Stored data entries:

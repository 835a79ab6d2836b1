//! CSS for the page.
//!
//! One stylesheet shared by the static render and the browser build.
//! The static render inlines it unless a stylesheet href is passed in
//! [`RenderOptions`](crate::RenderOptions).
//!
//! # Palette
//!
//! - navy `#2d3e50` (primary, contact band)
//! - gold `#c4a059` (accent)
//! - ink `#1e2a36` (footer)

/// Complete CSS for the page.
///
/// Desktop navigation links collapse into the menu button below 768px.
pub const SITE_CSS: &str = r#"
:root {
    --navy: #2d3e50;
    --gold: #c4a059;
    --gold-dark: #a38344;
    --ink: #1e2a36;
    --slate-50: #f8fafc;
    --slate-100: #f1f5f9;
    --slate-300: #cbd5e1;
    --slate-400: #94a3b8;
    --slate-700: #334155;
    --gray-100: #f3f4f6;
    --gray-200: #e5e7eb;
    --gray-300: #d1d5db;
    --gray-400: #9ca3af;
    --gray-500: #6b7280;
    --gray-600: #4b5563;
    --gray-700: #374151;
    --gray-900: #111827;
    --container-max: 1280px;
    --font-sans: ui-sans-serif, system-ui, -apple-system, "Segoe UI", Roboto, Helvetica, Arial, sans-serif;
}

*, *::before, *::after {
    box-sizing: border-box;
}

html {
    scroll-behavior: smooth;
}

body {
    margin: 0;
    font-family: var(--font-sans);
    color: var(--gray-900);
    background: #fff;
    -webkit-font-smoothing: antialiased;
}

a {
    color: inherit;
    text-decoration: none;
}

.container {
    max-width: var(--container-max);
    margin: 0 auto;
    padding: 0 1.5rem;
}

.icon {
    display: inline-block;
    vertical-align: middle;
    flex-shrink: 0;
}

/* ---------- navigation ---------- */

.nav {
    position: sticky;
    top: 0;
    z-index: 50;
    background: rgba(255, 255, 255, 0.9);
    backdrop-filter: blur(12px);
    border-bottom: 1px solid var(--gray-100);
    box-shadow: 0 1px 2px rgba(0, 0, 0, 0.05);
}

.nav-inner {
    display: flex;
    justify-content: space-between;
    align-items: center;
    height: 5rem;
}

.logo {
    display: flex;
    align-items: center;
    gap: 0.75rem;
}

.logo-mark {
    width: 3rem;
    height: 3rem;
    background: var(--navy);
    display: flex;
    align-items: center;
    justify-content: center;
    border-radius: 2px;
}

.logo-glyph {
    width: 2rem;
    height: 2rem;
    fill: none;
    stroke: var(--gold);
}

.logo-text {
    display: flex;
    flex-direction: column;
}

.logo-name {
    font-size: 1.25rem;
    font-weight: 700;
    line-height: 1.2;
    color: var(--navy);
    letter-spacing: -0.01em;
}

.logo-suffix {
    font-size: 0.875rem;
    font-weight: 500;
    letter-spacing: 0.05em;
    text-transform: uppercase;
    color: var(--gray-500);
}

.nav-links {
    display: flex;
    align-items: center;
    gap: 2rem;
}

.nav-link {
    color: var(--gray-600);
    font-weight: 500;
    transition: color 0.15s;
}

.nav-link:hover {
    color: var(--gold);
}

.nav-cta {
    padding: 0.5rem 1.25rem;
    border-radius: 9999px;
    background: var(--navy);
    color: #fff;
    font-weight: 500;
    transition: transform 0.15s;
}

.nav-cta:hover {
    transform: scale(1.05);
}

.menu-toggle {
    display: none;
    padding: 0.5rem;
    background: none;
    border: 0;
    color: var(--gray-900);
    cursor: pointer;
}

.mobile-menu {
    position: absolute;
    width: 100%;
    background: #fff;
    border-top: 1px solid var(--gray-100);
    box-shadow: 0 10px 15px rgba(0, 0, 0, 0.1);
    padding: 0.5rem 1rem 1.5rem;
}

.mobile-link {
    display: block;
    padding: 0.75rem;
    border-radius: 0.375rem;
    font-weight: 500;
    color: var(--gray-700);
}

.mobile-link:hover {
    background: var(--slate-50);
}

/* ---------- hero ---------- */

.hero {
    position: relative;
    overflow: hidden;
    background: linear-gradient(to bottom right, var(--slate-50), var(--slate-100));
    padding: 8rem 0 10rem;
}

.hero-content {
    position: relative;
    z-index: 10;
    max-width: 48rem;
    margin: 0 auto;
    text-align: center;
}

.hero-badge {
    display: inline-flex;
    align-items: center;
    gap: 0.5rem;
    padding: 0.25rem 0.75rem;
    border-radius: 9999px;
    background: #eff6ff;
    border: 1px solid #dbeafe;
    color: var(--navy);
    font-size: 0.875rem;
    font-weight: 600;
    margin-bottom: 1.5rem;
}

.hero-badge-dot {
    width: 0.5rem;
    height: 0.5rem;
    border-radius: 9999px;
    background: var(--gold);
}

.hero-title {
    font-size: 3.75rem;
    font-weight: 700;
    letter-spacing: -0.02em;
    color: var(--navy);
    margin: 0 0 1.5rem;
}

.hero-title-accent {
    color: var(--gold);
}

.hero-description {
    font-size: 1.25rem;
    line-height: 1.7;
    color: var(--gray-600);
    margin: 0 0 2.5rem;
}

.hero-actions {
    display: flex;
    gap: 1rem;
    justify-content: center;
}

.btn {
    display: inline-flex;
    align-items: center;
    justify-content: center;
    gap: 0.5rem;
    padding: 0.75rem 2rem;
    border-radius: 0.5rem;
    font-weight: 500;
    transition: all 0.15s;
}

.btn-primary {
    background: var(--navy);
    color: #fff;
    box-shadow: 0 10px 15px rgba(45, 62, 80, 0.25);
}

.btn-secondary {
    background: #fff;
    color: var(--navy);
    border: 1px solid var(--gray-200);
}

.btn-secondary:hover {
    background: var(--slate-50);
}

.hero-glow {
    position: absolute;
    border-radius: 9999px;
    filter: blur(64px);
}

.hero-glow-gold {
    top: 0;
    left: 0;
    width: 24rem;
    height: 24rem;
    transform: translate(-50%, -50%);
    background: var(--gold);
    opacity: 0.1;
}

.hero-glow-navy {
    bottom: 0;
    right: 0;
    width: 30rem;
    height: 30rem;
    transform: translate(50%, 50%);
    background: var(--navy);
    opacity: 0.05;
}

/* ---------- sections ---------- */

.section {
    padding: 5rem 0;
}

.section-heading {
    font-size: 2.25rem;
    font-weight: 700;
    color: var(--navy);
    margin: 0 0 1.5rem;
}

.section-rule {
    width: 5rem;
    height: 0.25rem;
    background: var(--gold);
    margin-bottom: 2rem;
}

/* ---------- about ---------- */

.about-grid {
    display: grid;
    grid-template-columns: 1fr 1fr;
    gap: 4rem;
    align-items: center;
}

.about-story {
    color: var(--gray-600);
    font-size: 1.125rem;
    line-height: 1.7;
}

.about-story strong {
    color: var(--gray-900);
}

.origins {
    list-style: none;
    padding: 0;
    margin: 1rem 0;
}

.origin {
    display: flex;
    align-items: flex-start;
    margin-bottom: 1rem;
}

.origin-icon {
    padding: 0.5rem;
    border-radius: 0.5rem;
    background: rgba(45, 62, 80, 0.1);
    color: var(--navy);
    margin-right: 1rem;
    margin-top: 0.25rem;
}

.origin-name {
    font-weight: 700;
    color: var(--gray-900);
    margin: 0;
}

.origin-blurb {
    font-size: 0.875rem;
    margin: 0;
}

.about-closing {
    padding-top: 1rem;
    border-top: 1px solid var(--gray-100);
}

.mission-card {
    position: relative;
    z-index: 10;
    background: var(--slate-50);
    border: 1px solid var(--gray-100);
    border-radius: 1rem;
    padding: 3rem;
    text-align: center;
    box-shadow: 0 20px 25px rgba(0, 0, 0, 0.1);
    color: var(--gold);
}

.mission-heading {
    font-size: 1.5rem;
    font-weight: 700;
    color: var(--gray-900);
    margin: 1.5rem 0 0.5rem;
}

.mission-statement {
    color: var(--gray-600);
    font-style: italic;
}

.mission-signature {
    margin-top: 2rem;
    padding-top: 2rem;
    border-top: 1px solid var(--gray-200);
}

.mission-signatories {
    font-weight: 600;
    color: var(--gray-900);
}

.mission-role {
    font-size: 0.875rem;
    color: var(--gray-500);
}

/* ---------- portfolio ---------- */

.portfolio {
    background: var(--slate-50);
}

.portfolio-header {
    text-align: center;
    margin-bottom: 4rem;
}

.portfolio-subheading {
    margin-top: 1rem;
    font-size: 1.25rem;
    color: var(--gray-500);
}

.venture-grid {
    display: grid;
    grid-template-columns: repeat(3, 1fr);
    gap: 2rem;
}

.venture-card {
    display: flex;
    flex-direction: column;
    background: #fff;
    border: 1px solid var(--gray-100);
    border-radius: 0.75rem;
    overflow: hidden;
    box-shadow: 0 1px 2px rgba(0, 0, 0, 0.05);
    transition: box-shadow 0.3s;
}

.venture-card:hover {
    box-shadow: 0 20px 25px rgba(0, 0, 0, 0.1);
}

.venture-stripe {
    height: 0.5rem;
    background: var(--gold);
}

.venture-body {
    flex: 1;
    display: flex;
    flex-direction: column;
    padding: 2rem;
}

.venture-emblem {
    width: 4rem;
    height: 4rem;
    border-radius: 9999px;
    background: #eff6ff;
    display: flex;
    align-items: center;
    justify-content: center;
    font-size: 1.5rem;
    margin-bottom: 1rem;
}

.venture-name {
    font-size: 1.5rem;
    font-weight: 700;
    color: var(--gray-900);
    margin: 0;
}

.venture-card:hover .venture-name {
    color: var(--gold);
}

.venture-category {
    font-size: 0.875rem;
    font-weight: 500;
    color: var(--gray-400);
    margin: 0.25rem 0 1.5rem;
}

.venture-description {
    flex: 1;
    color: var(--gray-600);
    margin: 0 0 2rem;
}

.venture-link {
    display: inline-flex;
    align-items: center;
    gap: 0.5rem;
    font-weight: 600;
    color: var(--gold);
}

.venture-link:hover {
    color: var(--gold-dark);
}

.venture-placeholder {
    display: flex;
    flex-direction: column;
    align-items: center;
    justify-content: center;
    text-align: center;
    padding: 2rem;
    background: var(--slate-100);
    border: 2px dashed var(--gray-300);
    border-radius: 0.75rem;
    opacity: 0.7;
}

.placeholder-plus {
    width: 4rem;
    height: 4rem;
    border-radius: 9999px;
    background: var(--gray-200);
    display: flex;
    align-items: center;
    justify-content: center;
    font-size: 1.5rem;
    color: var(--gray-400);
    margin-bottom: 1rem;
}

.placeholder-title {
    font-size: 1.25rem;
    font-weight: 700;
    color: var(--gray-500);
    margin: 0;
}

.placeholder-note {
    font-size: 0.875rem;
    color: var(--gray-400);
    margin-top: 0.5rem;
}

/* ---------- contact ---------- */

.contact {
    background: var(--navy);
    color: #fff;
}

.contact-grid {
    display: grid;
    grid-template-columns: 1fr 1fr;
    gap: 3rem;
}

.contact-blurb {
    color: var(--slate-300);
    font-size: 1.125rem;
    max-width: 28rem;
    margin-bottom: 2rem;
}

.contact-item {
    display: flex;
    align-items: center;
    margin-bottom: 1.5rem;
}

.contact-icon {
    width: 3rem;
    height: 3rem;
    border-radius: 9999px;
    background: var(--gold);
    display: flex;
    align-items: center;
    justify-content: center;
    margin-right: 1rem;
    transition: transform 0.15s;
}

.contact-item:hover .contact-icon {
    transform: scale(1.1);
}

.contact-icon-muted {
    background: var(--slate-700);
    color: var(--slate-300);
}

.contact-label {
    font-size: 0.875rem;
    font-weight: 500;
    color: var(--slate-300);
    margin: 0;
}

.contact-value {
    font-size: 1.25rem;
    font-weight: 600;
    margin: 0;
}

a.contact-value:hover {
    color: var(--gold);
}

.form-card {
    background: #fff;
    border-radius: 1rem;
    padding: 2rem;
    box-shadow: 0 25px 50px rgba(0, 0, 0, 0.25);
}

.form-heading {
    font-size: 1.5rem;
    font-weight: 700;
    color: var(--navy);
    margin: 0 0 1.5rem;
}

.form-field {
    margin-bottom: 1rem;
}

.form-label {
    display: block;
    font-size: 0.875rem;
    font-weight: 500;
    color: var(--gray-700);
    margin-bottom: 0.25rem;
}

.form-input {
    width: 100%;
    padding: 0.5rem 1rem;
    border: 1px solid var(--gray-300);
    border-radius: 0.5rem;
    color: var(--gray-900);
    font: inherit;
    outline: none;
}

.form-input:focus {
    border-color: transparent;
    box-shadow: 0 0 0 2px var(--gold);
}

.form-submit {
    width: 100%;
    padding: 0.75rem;
    border: 0;
    border-radius: 0.5rem;
    background: var(--gold);
    color: #fff;
    font: inherit;
    font-weight: 700;
    cursor: pointer;
}

.form-submit:hover {
    opacity: 0.9;
}

/* ---------- footer ---------- */

.footer {
    background: var(--ink);
    color: var(--slate-400);
    padding: 3rem 0;
    border-top: 1px solid var(--slate-700);
}

.footer-inner {
    display: flex;
    justify-content: space-between;
    align-items: center;
    gap: 1.5rem;
}

.footer-brand {
    display: flex;
    align-items: center;
    gap: 0.5rem;
}

.footer-monogram {
    width: 2rem;
    height: 2rem;
    background: var(--slate-700);
    display: flex;
    align-items: center;
    justify-content: center;
    border-radius: 2px;
    color: var(--gold);
    font-weight: 700;
    font-size: 0.75rem;
}

.footer-name {
    color: #fff;
    font-weight: 500;
}

.footer-legal {
    font-size: 0.875rem;
    text-align: right;
}

.footer-legal p {
    margin: 0 0 0.25rem;
}

/* ---------- responsive ---------- */

@media (max-width: 1024px) {
    .about-grid,
    .contact-grid {
        grid-template-columns: 1fr;
    }

    .venture-grid {
        grid-template-columns: repeat(2, 1fr);
    }
}

@media (max-width: 768px) {
    .nav-links {
        display: none;
    }

    .menu-toggle {
        display: inline-flex;
    }

    .hero {
        padding: 4rem 0 6rem;
    }

    .hero-title {
        font-size: 2.25rem;
    }

    .hero-actions,
    .footer-inner {
        flex-direction: column;
    }

    .footer-legal {
        text-align: center;
    }

    .venture-grid {
        grid-template-columns: 1fr;
    }
}

@media (min-width: 769px) {
    .mobile-menu {
        display: none;
    }
}
"#;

Problem statement — Working from the entries above, return all lines that contain "opacity".

Written response —
    opacity: 0.1;
    opacity: 0.05;
    opacity: 0.7;
    opacity: 0.9;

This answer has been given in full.